Shalom Peace and North Korea

I have recently taught on shalom in both of my Bible studies. Last week I preached on it as the Gospel of John had Jesus say to His disciples, "Peace be with you." (three times) The typical definition of the word peace is an absence of war. As I tried to illustrate, absence of war is peace in its sickliest form. War is evil. At times wars are unavoidable but, even so, war is always evil. In war non-combatants are regularly victimized, intentionally and accidently. Called collateral damage, it is women and children, the aged and infirm, whose bodies litter the wreckage of a bombed out building. Collateral damage is an antiseptic way of saying we blew up the wrong people.

I am not saying soldiers are evil, nor am I saying the military is evil. My dad was retired navy. His dad and brothers were in the navy. My great uncle served under Patton. My family is pretty traditional and military service is highly respected. Having said that, I still know war is evil. Soldiers experience that evil first hand and are often scarred for life. There is a reason why we celebrate the end of a war so enthusiastically.
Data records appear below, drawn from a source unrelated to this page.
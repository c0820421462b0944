//! Tool request types.
//!
//! One struct per tool argument shape, deserialized by the MCP layer via
//! `Parameters<T>` with schemas derived through `schemars`. Field names
//! are the client-facing argument names; `Option` fields are optional
//! arguments whose defaults the handlers apply. Serialization skips
//! absent options so a struct round-trips into exactly the argument
//! object the handlers validate.

// ============================================================================
// Imports
// ============================================================================

use schemars::JsonSchema;
use serde::{Deserialize, Serialize};
use serde_json::Value;

// ============================================================================
// Tabs
// ============================================================================

/// Arguments carrying only a tab ID.
#[derive(Debug, Serialize, Deserialize, JsonSchema)]
pub struct TabIdRequest {
    /// Target tab.
    pub tab_id: i64,
}

/// Arguments for `tabs_create`.
#[derive(Debug, Serialize, Deserialize, JsonSchema)]
pub struct TabsCreateRequest {
    /// URL to open.
    pub url: String,
    /// Make the new tab active (default true).
    #[serde(skip_serializing_if = "Option::is_none")]
    pub active: Option<bool>,
    /// Pin the new tab (default false).
    #[serde(skip_serializing_if = "Option::is_none")]
    pub pinned: Option<bool>,
    /// Target window.
    #[serde(skip_serializing_if = "Option::is_none")]
    pub window_id: Option<i64>,
}

/// Arguments for `tabs_update`.
#[derive(Debug, Serialize, Deserialize, JsonSchema)]
pub struct TabsUpdateRequest {
    /// Target tab.
    pub tab_id: i64,
    /// New URL.
    #[serde(skip_serializing_if = "Option::is_none")]
    pub url: Option<String>,
    #[serde(skip_serializing_if = "Option::is_none")]
    pub active: Option<bool>,
    #[serde(skip_serializing_if = "Option::is_none")]
    pub pinned: Option<bool>,
    #[serde(skip_serializing_if = "Option::is_none")]
    pub muted: Option<bool>,
}

/// Arguments for `tabs_capture_screenshot`.
#[derive(Debug, Serialize, Deserialize, JsonSchema)]
pub struct ScreenshotRequest {
    /// Save to this path instead of returning the data URL.
    #[serde(skip_serializing_if = "Option::is_none")]
    pub filename: Option<String>,
    #[serde(skip_serializing_if = "Option::is_none")]
    pub window_id: Option<i64>,
    /// "png" (default) or "jpeg".
    #[serde(skip_serializing_if = "Option::is_none")]
    pub format: Option<String>,
    /// 0-100, default 90.
    #[serde(skip_serializing_if = "Option::is_none")]
    pub quality: Option<u64>,
}

// ============================================================================
// History
// ============================================================================

/// Arguments for `history_query`.
#[derive(Debug, Serialize, Deserialize, JsonSchema)]
pub struct HistoryQueryRequest {
    /// Search text.
    pub query: String,
    /// Maximum items to return (default 50).
    #[serde(skip_serializing_if = "Option::is_none")]
    pub max_results: Option<u64>,
}

/// Arguments for `history_get_recent`.
#[derive(Debug, Serialize, Deserialize, JsonSchema)]
pub struct HistoryRecentRequest {
    /// Items to return (default 10).
    #[serde(skip_serializing_if = "Option::is_none")]
    pub count: Option<u64>,
}

/// Arguments carrying only a URL.
#[derive(Debug, Serialize, Deserialize, JsonSchema)]
pub struct UrlRequest {
    /// Target URL.
    pub url: String,
}

// ============================================================================
// Bookmarks
// ============================================================================

/// Arguments for `bookmarks_list`.
#[derive(Debug, Serialize, Deserialize, JsonSchema)]
pub struct BookmarksListRequest {
    /// Restrict the tree to one folder.
    #[serde(skip_serializing_if = "Option::is_none")]
    pub folder_id: Option<String>,
}

/// Arguments carrying only a search query.
#[derive(Debug, Serialize, Deserialize, JsonSchema)]
pub struct QueryRequest {
    /// Search text.
    pub query: String,
}

/// Arguments for `bookmarks_create`.
#[derive(Debug, Serialize, Deserialize, JsonSchema)]
pub struct BookmarksCreateRequest {
    pub title: String,
    pub url: String,
    #[serde(skip_serializing_if = "Option::is_none")]
    pub parent_id: Option<String>,
}

/// Arguments for `bookmarks_create_folder`.
#[derive(Debug, Serialize, Deserialize, JsonSchema)]
pub struct BookmarksCreateFolderRequest {
    pub title: String,
    #[serde(skip_serializing_if = "Option::is_none")]
    pub parent_id: Option<String>,
}

/// Arguments for `bookmarks_update`.
#[derive(Debug, Serialize, Deserialize, JsonSchema)]
pub struct BookmarksUpdateRequest {
    pub bookmark_id: String,
    #[serde(skip_serializing_if = "Option::is_none")]
    pub title: Option<String>,
    #[serde(skip_serializing_if = "Option::is_none")]
    pub url: Option<String>,
}

/// Arguments carrying only a bookmark ID.
#[derive(Debug, Serialize, Deserialize, JsonSchema)]
pub struct BookmarkIdRequest {
    pub bookmark_id: String,
}

// ============================================================================
// Navigation
// ============================================================================

/// Arguments for `navigation_reload`.
#[derive(Debug, Serialize, Deserialize, JsonSchema)]
pub struct NavigationReloadRequest {
    /// Target tab.
    pub tab_id: i64,
    /// Skip the HTTP cache (default false).
    #[serde(skip_serializing_if = "Option::is_none")]
    pub bypass_cache: Option<bool>,
}

/// Arguments for `navigation_go_to_url`.
#[derive(Debug, Serialize, Deserialize, JsonSchema)]
pub struct NavigateRequest {
    /// Target tab.
    pub tab_id: i64,
    /// URL to navigate to.
    pub url: String,
}

// ============================================================================
// Content
// ============================================================================

/// Arguments for `content_get_text`.
#[derive(Debug, Serialize, Deserialize, JsonSchema)]
pub struct ContentGetTextRequest {
    /// Target tab.
    pub tab_id: i64,
    /// Truncate to this many characters; 0 yields the empty string.
    #[serde(skip_serializing_if = "Option::is_none")]
    pub max_length: Option<i64>,
}

/// Arguments for `content_execute_script`.
#[derive(Debug, Serialize, Deserialize, JsonSchema)]
pub struct ExecuteScriptRequest {
    /// Target tab.
    pub tab_id: i64,
    /// JavaScript to run, sent verbatim.
    pub script: String,
}

/// Arguments for `content_execute_predefined`.
#[derive(Debug, Serialize, Deserialize, JsonSchema)]
pub struct ExecutePredefinedRequest {
    /// Target tab.
    pub tab_id: i64,
    /// Script file name inside the configured directory.
    pub script_name: String,
    /// JSON array of string arguments (default "[]").
    #[serde(skip_serializing_if = "Option::is_none")]
    pub script_args: Option<String>,
}

// ============================================================================
// Windows
// ============================================================================

/// Arguments carrying only the populate flag.
#[derive(Debug, Serialize, Deserialize, JsonSchema)]
pub struct PopulateRequest {
    /// Include each window's tabs (default true).
    #[serde(skip_serializing_if = "Option::is_none")]
    pub populate: Option<bool>,
}

/// Arguments for `get_window`.
#[derive(Debug, Serialize, Deserialize, JsonSchema)]
pub struct GetWindowRequest {
    /// Target window.
    pub window_id: i64,
    /// Include the window's tabs (default true).
    #[serde(skip_serializing_if = "Option::is_none")]
    pub populate: Option<bool>,
}

/// Arguments carrying only a window ID.
#[derive(Debug, Serialize, Deserialize, JsonSchema)]
pub struct WindowIdRequest {
    /// Target window.
    pub window_id: i64,
}

/// Arguments for `create_window`.
#[derive(Debug, Serialize, Deserialize, JsonSchema)]
pub struct CreateWindowRequest {
    /// URL to open in the new window.
    #[serde(skip_serializing_if = "Option::is_none")]
    pub url: Option<String>,
    /// normal (default), popup, panel, or detached_panel.
    #[serde(skip_serializing_if = "Option::is_none")]
    pub window_type: Option<String>,
    /// normal (default), minimized, maximized, or fullscreen.
    #[serde(skip_serializing_if = "Option::is_none")]
    pub state: Option<String>,
    /// Focus the new window (default true).
    #[serde(skip_serializing_if = "Option::is_none")]
    pub focused: Option<bool>,
    #[serde(skip_serializing_if = "Option::is_none")]
    pub width: Option<i64>,
    #[serde(skip_serializing_if = "Option::is_none")]
    pub height: Option<i64>,
    #[serde(skip_serializing_if = "Option::is_none")]
    pub top: Option<i64>,
    #[serde(skip_serializing_if = "Option::is_none")]
    pub left: Option<i64>,
    /// Open a private window (default false).
    #[serde(skip_serializing_if = "Option::is_none")]
    pub incognito: Option<bool>,
}

/// Arguments for `update_window`.
#[derive(Debug, Serialize, Deserialize, JsonSchema)]
pub struct UpdateWindowRequest {
    /// Target window.
    pub window_id: i64,
    /// normal, minimized, maximized, or fullscreen.
    #[serde(skip_serializing_if = "Option::is_none")]
    pub state: Option<String>,
    #[serde(skip_serializing_if = "Option::is_none")]
    pub focused: Option<bool>,
    #[serde(skip_serializing_if = "Option::is_none")]
    pub width: Option<i64>,
    #[serde(skip_serializing_if = "Option::is_none")]
    pub height: Option<i64>,
    #[serde(skip_serializing_if = "Option::is_none")]
    pub top: Option<i64>,
    #[serde(skip_serializing_if = "Option::is_none")]
    pub left: Option<i64>,
}

// ============================================================================
// Request Monitoring
// ============================================================================

/// Arguments for `requests_start_monitoring`.
#[derive(Debug, Serialize, Deserialize, JsonSchema)]
pub struct StartMonitoringRequest {
    /// URL patterns to observe; must be non-empty.
    pub url_patterns: Vec<String>,
    /// Capture options forwarded to the extension.
    #[serde(skip_serializing_if = "Option::is_none")]
    pub options: Option<Value>,
    /// Restrict observation to one tab.
    #[serde(skip_serializing_if = "Option::is_none")]
    pub tab_id: Option<i64>,
}

/// Arguments for `requests_stop_monitoring`.
#[derive(Debug, Serialize, Deserialize, JsonSchema)]
pub struct StopMonitoringRequest {
    /// Session to stop.
    pub monitor_id: String,
    /// Seconds to wait for trailing captures (default 5).
    #[serde(skip_serializing_if = "Option::is_none")]
    pub drain_timeout: Option<u64>,
}

/// Arguments carrying only a monitor ID.
#[derive(Debug, Serialize, Deserialize, JsonSchema)]
pub struct MonitorIdRequest {
    /// Target session.
    pub monitor_id: String,
}

/// Arguments for `requests_get_content`.
#[derive(Debug, Serialize, Deserialize, JsonSchema)]
pub struct GetContentRequest {
    /// Target session.
    pub monitor_id: String,
    /// Captured request to fetch.
    pub request_id: String,
    /// Return binary bodies base64-encoded (default false).
    #[serde(skip_serializing_if = "Option::is_none")]
    pub include_binary: Option<bool>,
    /// Write the request body to this path instead of returning it.
    #[serde(skip_serializing_if = "Option::is_none")]
    pub save_request_body_to: Option<String>,
    /// Write the response body to this path instead of returning it.
    #[serde(skip_serializing_if = "Option::is_none")]
    pub save_response_body_to: Option<String>,
}

// ============================================================================
// Tests
// ============================================================================

#[cfg(test)]
mod tests {
    use super::*;

    use serde_json::json;

    #[test]
    fn test_required_fields_in_schema() {
        let schema = serde_json::to_value(schemars::schema_for!(TabsCreateRequest))
            .expect("schema");
        let required = schema["required"].as_array().expect("required");
        assert!(required.iter().any(|v| v == "url"));
        assert!(!required.iter().any(|v| v == "active"));

        let schema = serde_json::to_value(schemars::schema_for!(GetContentRequest))
            .expect("schema");
        let required = schema["required"].as_array().expect("required");
        assert!(required.iter().any(|v| v == "monitor_id"));
        assert!(required.iter().any(|v| v == "request_id"));
        assert!(!required.iter().any(|v| v == "include_binary"));
    }

    #[test]
    fn test_serialization_matches_handler_argument_shape() {
        let req = TabsCreateRequest {
            url: "https://example.com".to_string(),
            active: None,
            pinned: Some(true),
            window_id: None,
        };
        let args = serde_json::to_value(&req).expect("to_value");
        // Absent options do not appear as nulls.
        assert_eq!(args, json!({"url": "https://example.com", "pinned": true}));
    }

    #[test]
    fn test_deserialization_rejects_wrong_types() {
        let err = serde_json::from_value::<TabIdRequest>(json!({"tab_id": "seven"}));
        assert!(err.is_err());

        let err = serde_json::from_value::<StartMonitoringRequest>(json!({"url_patterns": "x"}));
        assert!(err.is_err());
    }
}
War is evil. Peace is good. War does bad things to human beings. Unfortunately, we are in a sinful world.

Shalom/peace, the Biblical concept, is a time of fullness and abundance. It means that we are safe and sound, secure to live into rich relationships and produce great societies. In true peace people are in positive, life giving relationships (as opposed to biding their time to extract vengeance or create future conflict). Shalom peace is living in God's Kingdom (or at least a foretaste of the real thing) and in times of true peace people are creative, joyful and live in abundance. Shalom is healthy communities.
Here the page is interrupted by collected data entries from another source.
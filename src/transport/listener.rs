//! WebSocket listener for the extension connection.
//!
//! Accepts at most one extension connection at a time on a loopback port.
//! A new handshake while a connection is active gracefully replaces the
//! incumbent: the old connection may be a stale half-open socket, so new
//! connections are never rejected on the grounds that one already exists.
//!
//! # Connection Flow
//!
//! 1. Bridge binds the WebSocket server on `127.0.0.1:{port}`
//! 2. Extension connects and is promoted into the dispatcher's slot
//! 3. Reader task routes inbound frames; writer drains the outbound queue
//! 4. On close or replacement: waiters fail `disconnected`, monitor
//!    sessions are invalidated, and the bridge waits for the next
//!    connection

// ============================================================================
// Imports
// ============================================================================

use std::net::SocketAddr;
use std::sync::Arc;
use std::sync::atomic::{AtomicU64, Ordering};
use std::time::Duration;

use futures_util::stream::SplitSink;
use futures_util::{SinkExt, StreamExt};
use tokio::net::{TcpListener, TcpStream};
use tokio::sync::mpsc;
use tokio::time::{Interval, timeout};
use tokio_tungstenite::WebSocketStream;
use tokio_tungstenite::tungstenite::Message;
use tracing::{debug, error, info, warn};

use crate::config::ServerConfig;
use crate::error::Result;
use crate::monitor::MonitorRegistry;
use crate::protocol::{Action, Envelope, MessageType};
use crate::transport::Dispatcher;

// ============================================================================
// Constants
// ============================================================================

/// A write that stalls longer than this marks the connection broken.
const WRITE_TIMEOUT: Duration = Duration::from_secs(5);

// ============================================================================
// BridgeListener
// ============================================================================

/// The extension-facing WebSocket endpoint.
///
/// Owns the accept loop and the per-connection reader/writer task. The
/// single-connection invariant lives in the dispatcher's slot; the
/// listener enforces the replacement policy around it.
pub struct BridgeListener {
    /// Port the listener is bound to.
    port: u16,

    /// Shared correlation state.
    dispatcher: Arc<Dispatcher>,

    /// Shared monitor sessions, invalidated on connection churn.
    monitors: Arc<MonitorRegistry>,

    /// Keepalive ping interval; `None` disables keepalive.
    ping_interval: Option<Duration>,

    /// Monotonic connection identity source.
    next_conn_id: AtomicU64,
}
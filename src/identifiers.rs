//! Type-safe identifiers for bridge entities.
//!
//! Newtype wrappers prevent mixing incompatible IDs at compile time.
//! Both identifier kinds are UUID v4 values that cross the wire as their
//! hyphenated string form.
//!
//! | Type | Minted by | Used for |
//! |------|-----------|----------|
//! | [`RequestId`] | Dispatcher | Request/response correlation on the WebSocket |
//! | [`MonitorId`] | Monitor registry | Web-request monitoring sessions |

// ============================================================================
// Imports
// ============================================================================

use std::fmt;

use serde::{Deserialize, Serialize};
use uuid::Uuid;

// ============================================================================
// RequestId
// ============================================================================

/// Unique identifier correlating a request frame with its response.
///
/// Minted once per dispatched call; the extension echoes it back in the
/// matching response or error frame.
#[derive(Debug, Clone, Copy, PartialEq, Eq, Hash, Serialize, Deserialize)]
#[serde(transparent)]
pub struct RequestId(Uuid);

impl RequestId {
    /// Generates a fresh random request ID.
    #[inline]
    #[must_use]
    pub fn generate() -> Self {
        Self(Uuid::new_v4())
    }

    /// Parses a request ID from its wire string form.
    ///
    /// Returns `None` for strings that are not UUIDs; inbound frames with
    /// such IDs cannot correlate to a waiter.
    #[inline]
    #[must_use]
    pub fn parse(s: &str) -> Option<Self> {
        Uuid::parse_str(s).ok().map(Self)
    }
}

impl fmt::Display for RequestId {
    fn fmt(&self, f: &mut fmt::Formatter<'_>) -> fmt::Result {
        self.0.fmt(f)
    }
}

// ============================================================================
// MonitorId
// ============================================================================

/// Opaque identifier for a web-request monitoring session.
///
/// Minted by the core when a session starts and handed to MCP clients,
/// which pass it back to list, fetch, and stop the session.
#[derive(Debug, Clone, Copy, PartialEq, Eq, Hash, Serialize, Deserialize)]
#[serde(transparent)]
pub struct MonitorId(Uuid);

impl MonitorId {
    /// Generates a fresh random monitor ID.
    #[inline]
    #[must_use]
    pub fn generate() -> Self {
        Self(Uuid::new_v4())
    }

    /// Parses a monitor ID from its string form.
    #[inline]
    #[must_use]
    pub fn parse(s: &str) -> Option<Self> {
        Uuid::parse_str(s).ok().map(Self)
    }
}

impl fmt::Display for MonitorId {
    fn fmt(&self, f: &mut fmt::Formatter<'_>) -> fmt::Result {
        self.0.fmt(f)
    }
}

// ============================================================================
// Tests
// ============================================================================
The church is called to reconcile people. As I wrote in my last blog, the disunity of the church is a huge barrier to proclaiming the Good News. Declaring that Jesus makes all things new and reconciles us to God and one another is a tough sell when believers act like competing distributers. It is worse when we engage in actual hostilities. But church wars, however unseemly are nothing compared to their secular counterparts. Which brings us to a terrible possibility brewing in the east.

The media frequently drum up worries about pending disasters. It sells. It is also based on some truth so it probably feels justified. I do not know how close Iran and Israel are to war. I know the stories indicated it was very close not to long ago. The latest headline, "North Korea threatens to obliterate Japan with nukes" may in fact be another case of hysteria. It may be that it is really nothing to worry about. But I know enough history to know that crazy people have sent the world into a mess before. Certainly, the Japanese have tasted nuclear problems in the recent tsunami and its aftermath. Japanese memories of Hiroshima and Nagasaki are also strong. To hear such a threat would seem to be sufficient cause to generate a response, or perhaps a reaction. It is the latter, more visceral and emotional, that could create an unravelling of monumental proportions.

There is next to nothing that I can do. Prayer, however, is something. It feels, at times, like praying is the last refuge of helpless people. "Those who can, do, those who cannot, pray." Prayers for peace seem to be futile. There is a reason for that. Prayers for peace which keep the peace cannot be seen. The absence of war or the beginning of peace and reconciliation are much more common on the planet than not. Most people do experience God's abundance and some sense of rich relationships and creativity and joy. So prayer is not silly nor a waste of time. And prayer for the absence of war is minimalist; true and lasting peace is what we need. So I have prayed, off and on all day, "Maranatha, Come Lord Jesus!" It was a popular prayer among the first believers. It sums up what we need most: Jesus to reign. Reading stories about threats of nuclear annihilation inspire me to pray more intensely. Perhaps enough of us praying can tip the scales in the direction of peace and sanity. It is worth the effort.